LONDON - After Japan opened up to the rest of the world in the 1850s after years of isolation, hundreds of British traders and sailors came to live in the country and became the largest Western expatriate community.
But while Britain was happy to trade with Japan, it felt uneasy about the country’s legal system, which was considered rudimentary, patchy and unable to guarantee Britons a fair trial.
As a result, London insisted upon setting up its own extra-territorial courts to exclusively hear criminal and civil cases involving Britons. Western nations set up similar courts in other parts of Asia as well.
Retired lawyer Christopher Roberts has spent the past six years examining these little-known courts and has just published a book on the subject.
Roberts said the extraterritorial courts “have always been viewed as a thorn in Anglo-Japanese relations because Japan thought they were unfair, derogatory and demeaning. “But they haven’t been investigated in detail before and I decided to examine the courts’ caseloads.”
The courts were established in various Japanese ports, including Yokohama, Nagasaki and Tokyo.
British citizens accused of criminal offenses or who had civil claims against them would be brought before the extraterritorial courts, which would hear the case according to British law.
Roberts’ main finding is that there is little evidence to suggest the courts were actually biased in favor of Britons, as many Japanese claimed.
Available records show courts heard well over 6,000 cases, the majority being criminal ones.
Several people were convicted for killing fellow Europeans and others for raping Japanese women.
One British captain was sentenced to three months for the manslaughter of 23 Japanese who drowned when their ship, the Normanton, sank off Cape Omaezaki, Shizuoka Prefecture, in 1886.

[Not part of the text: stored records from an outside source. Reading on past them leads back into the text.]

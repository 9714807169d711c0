//! Customer account inputs: registration, login, profile edits and the
//! saved address and card book. Each input validates itself into the record
//! the repository stores.

pub mod password;

use std::fmt;

use chrono::{DateTime, Utc};
use serde::Deserialize;

use crate::checkout::order::{mask_card_number, validate_card_number};
use crate::checkout::shipping::normalize_postal_code;
use crate::domain::order::ShippingAddress;
use crate::errors::DomainError;

pub use password::CredentialHasher;

pub const MIN_PASSWORD_CHARS: usize = 8;

pub fn normalize_email(raw: &str) -> Result<String, DomainError> {
    let email = raw.trim().to_lowercase();
    if email.is_empty() {
        return Err(DomainError::Validation("email is required".to_string()));
    }
    match email.split_once('@') {
        Some((local, domain)) if !local.is_empty() && domain.contains('.') => Ok(email),
        _ => Err(DomainError::Validation(format!("email `{}` is not a valid address", raw.trim()))),
    }
}

fn required(field: &str, value: &str) -> Result<String, DomainError> {
    let value = value.trim();
    if value.is_empty() {
        return Err(DomainError::Validation(format!("{field} is required")));
    }
    Ok(value.to_string())
}

fn optional(value: Option<&str>) -> Option<String> {
    value.map(str::trim).filter(|value| !value.is_empty()).map(str::to_string)
}

#[derive(Clone, Default, Deserialize)]
#[serde(rename_all = "camelCase")]
pub struct Registration {
    #[serde(default)]
    pub email: String,
    #[serde(default)]
    pub password: String,
    #[serde(default)]
    pub first_name: String,
    #[serde(default)]
    pub last_name: String,
}

impl fmt::Debug for Registration {
    fn fmt(&self, f: &mut fmt::Formatter<'_>) -> fmt::Result {
        f.debug_struct("Registration")
            .field("email", &self.email)
            .field("first_name", &self.first_name)
            .field("last_name", &self.last_name)
            .finish_non_exhaustive()
    }
}

/// A validated registration awaiting its password hash.
#[derive(Clone, Debug, PartialEq, Eq)]
pub struct ValidRegistration {
    pub email: String,
    pub first_name: String,
    pub last_name: String,
}

impl Registration {
    pub fn validate(&self) -> Result<ValidRegistration, DomainError> {
        let email = normalize_email(&self.email)?;
        if self.password.chars().count() < MIN_PASSWORD_CHARS {
            return Err(DomainError::Validation(format!(
                "password must be at least {MIN_PASSWORD_CHARS} characters"
            )));
        }
        Ok(ValidRegistration {
            email,
            first_name: required("firstName", &self.first_name)?,
            last_name: required("lastName", &self.last_name)?,
        })
    }
}

impl ValidRegistration {
    pub fn into_new_customer(self, password_hash: String, now: DateTime<Utc>) -> NewCustomer {
        NewCustomer {
            email: self.email,
            password_hash,
            first_name: self.first_name,
            last_name: self.last_name,
            created_at: now,
        }
    }
}

#[derive(Clone, Debug, PartialEq, Eq)]
pub struct NewCustomer {
    pub email: String,
    pub password_hash: String,
    pub first_name: String,
    pub last_name: String,
    pub created_at: DateTime<Utc>,
}

#[derive(Clone, Default, Deserialize)]
pub struct Credentials {
    #[serde(default)]
    pub email: String,
    #[serde(default)]
    pub password: String,
}

impl fmt::Debug for Credentials {
    fn fmt(&self, f: &mut fmt::Formatter<'_>) -> fmt::Result {
        f.debug_struct("Credentials").field("email", &self.email).finish_non_exhaustive()
    }
}

impl Credentials {
    /// Normalized email for the lookup. Only presence is checked so a
    /// malformed address fails the same way as an unknown one.
    pub fn lookup_email(&self) -> Result<String, DomainError> {
        let email = self.email.trim().to_lowercase();
        if email.is_empty() || self.password.is_empty() {
            return Err(DomainError::Validation("email and password are required".to_string()));
        }
        Ok(email)
    }
}

/// Partial profile edit. Absent or blank fields keep their stored value.
#[derive(Clone, Debug, Default, PartialEq, Eq, Deserialize)]
#[serde(rename_all = "camelCase")]
pub struct ProfileUpdate {
    #[serde(default)]
    pub first_name: Option<String>,
    #[serde(default)]
    pub last_name: Option<String>,
    #[serde(default)]
    pub email: Option<String>,
    #[serde(default)]
    pub phone: Option<String>,
    #[serde(default)]
    pub birth_date: Option<String>,
}

#[derive(Clone, Debug, PartialEq, Eq)]
pub struct ProfileChanges {
    pub first_name: Option<String>,
    pub last_name: Option<String>,
    pub email: Option<String>,
    pub phone: Option<String>,
    pub birth_date: Option<String>,
    pub updated_at: DateTime<Utc>,
}

impl ProfileUpdate {
    pub fn validate(&self, now: DateTime<Utc>) -> Result<ProfileChanges, DomainError> {
        let email = optional(self.email.as_deref()).map(|email| normalize_email(&email)).transpose()?;
        Ok(ProfileChanges {
            first_name: optional(self.first_name.as_deref()),
            last_name: optional(self.last_name.as_deref()),
            email,
            phone: optional(self.phone.as_deref()),
            birth_date: optional(self.birth_date.as_deref()),
            updated_at: now,
        })
    }
}

#[derive(Clone, Debug, PartialEq, Eq, Deserialize)]
#[serde(rename_all = "camelCase")]
pub struct AddressInput {
    #[serde(flatten)]
    pub address: ShippingAddress,
    #[serde(default)]
    pub is_default: bool,
}

#[derive(Clone, Debug, PartialEq, Eq)]
pub struct NewAddress {
    pub address: ShippingAddress,
    pub is_default: bool,
    pub created_at: DateTime<Utc>,
}

impl AddressInput {
    pub fn validate(&self, now: DateTime<Utc>) -> Result<NewAddress, DomainError> {
        if let Some(field) = self.address.missing_field() {
            return Err(DomainError::Validation(format!("{field} is required")));
        }
        let mut address = self.address.clone();
        address.zip_code = normalize_postal_code(&address.zip_code)?;
        address.complement = optional(address.complement.as_deref());
        address.neighborhood = optional(address.neighborhood.as_deref());
        Ok(NewAddress { address, is_default: self.is_default, created_at: now })
    }
}

#[derive(Clone, Default, Deserialize)]
#[serde(rename_all = "camelCase")]
pub struct PaymentMethodInput {
    #[serde(default)]
    pub card_number: String,
    #[serde(default)]
    pub card_holder: String,
    #[serde(default)]
    pub expiry_month: String,
    #[serde(default)]
    pub expiry_year: String,
    #[serde(default)]
    pub card_type: String,
    #[serde(default)]
    pub is_default: bool,
}

impl fmt::Debug for PaymentMethodInput {
    fn fmt(&self, f: &mut fmt::Formatter<'_>) -> fmt::Result {
        f.debug_struct("PaymentMethodInput")
            .field("card_number", &mask_card_number(&self.card_number))
            .field("card_holder", &self.card_holder)
            .field("card_type", &self.card_type)
            .field("is_default", &self.is_default)
            .finish_non_exhaustive()
    }
}

/// A card ready to store. The full number is gone by this point.
#[derive(Clone, Debug, PartialEq, Eq)]
pub struct NewPaymentMethod {
    pub masked_number: String,
    pub card_holder: String,
    pub card_type: String,
    pub expiry_month: String,
    pub expiry_year: String,
    pub is_default: bool,
    pub created_at: DateTime<Utc>,
}

impl PaymentMethodInput {
    pub fn validate(&self, now: DateTime<Utc>) -> Result<NewPaymentMethod, DomainError> {
        validate_card_number("cardNumber", &self.card_number)?;
        let card_holder = required("cardHolder", &self.card_holder)?;
        let card_type = required("cardType", &self.card_type)?;
        let expiry_month = required("expiryMonth", &self.expiry_month)?;
        let expiry_year = required("expiryYear", &self.expiry_year)?;

        match expiry_month.parse::<u8>() {
            Ok(month) if (1..=12).contains(&month) => {}
            _ => {
                return Err(DomainError::Validation(format!(
                    "expiryMonth must be between 1 and 12 (got `{expiry_month}`)"
                )))
            }
        }
        if expiry_year.parse::<u16>().is_err() {
            return Err(DomainError::Validation(format!(
                "expiryYear must be numeric (got `{expiry_year}`)"
            )));
        }

        Ok(NewPaymentMethod {
            masked_number: mask_card_number(&self.card_number),
            card_holder,
            card_type,
            expiry_month,
            expiry_year,
            is_default: self.is_default,
            created_at: now,
        })
    }
}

The British court was also the scene of a dispute between the Japanese government and British shipping company P&O following a collision in 1892 between the newly built Japanese warship Chishima and a P&O steamer, the Ravenna. A total of 74 Japanese sailors died in the accident off Matsuyama, Ehime Prefecture.
Both sides blamed each other for the tragedy. In the end, P&O made an out-of-court settlement with the Japanese government, but not before Japan had successfully argued that P&O could not make a counterclaim against it in the British courts as this would be an extension of extra-territoriality.
But despite its critics, Roberts believes extraterritoriality did have an upside: Each country dealt with its own citizens according to its own laws, thus avoiding bilateral political rows.
Roberts said that by the early 1880s, extraterritorial courts were becoming increasingly hard to justify. Japan was becoming more powerful and could no longer be classed “second-rate.”
Before the courts were closed, Japan’s legal system was reformed so that laws were comprehensive and transparent and the judiciary was independent and fully trained.
Roberts, who practiced commercial and banking law in Japan between 1988 and 1994 but who now lives in London, said, “The British courts gave Japan an appreciation of the effectiveness of independent courts and the desirability of their judgments being enforced.”
“The British Courts and Extra-territoriality in Japan 1859-1899” is published by Global Oriental.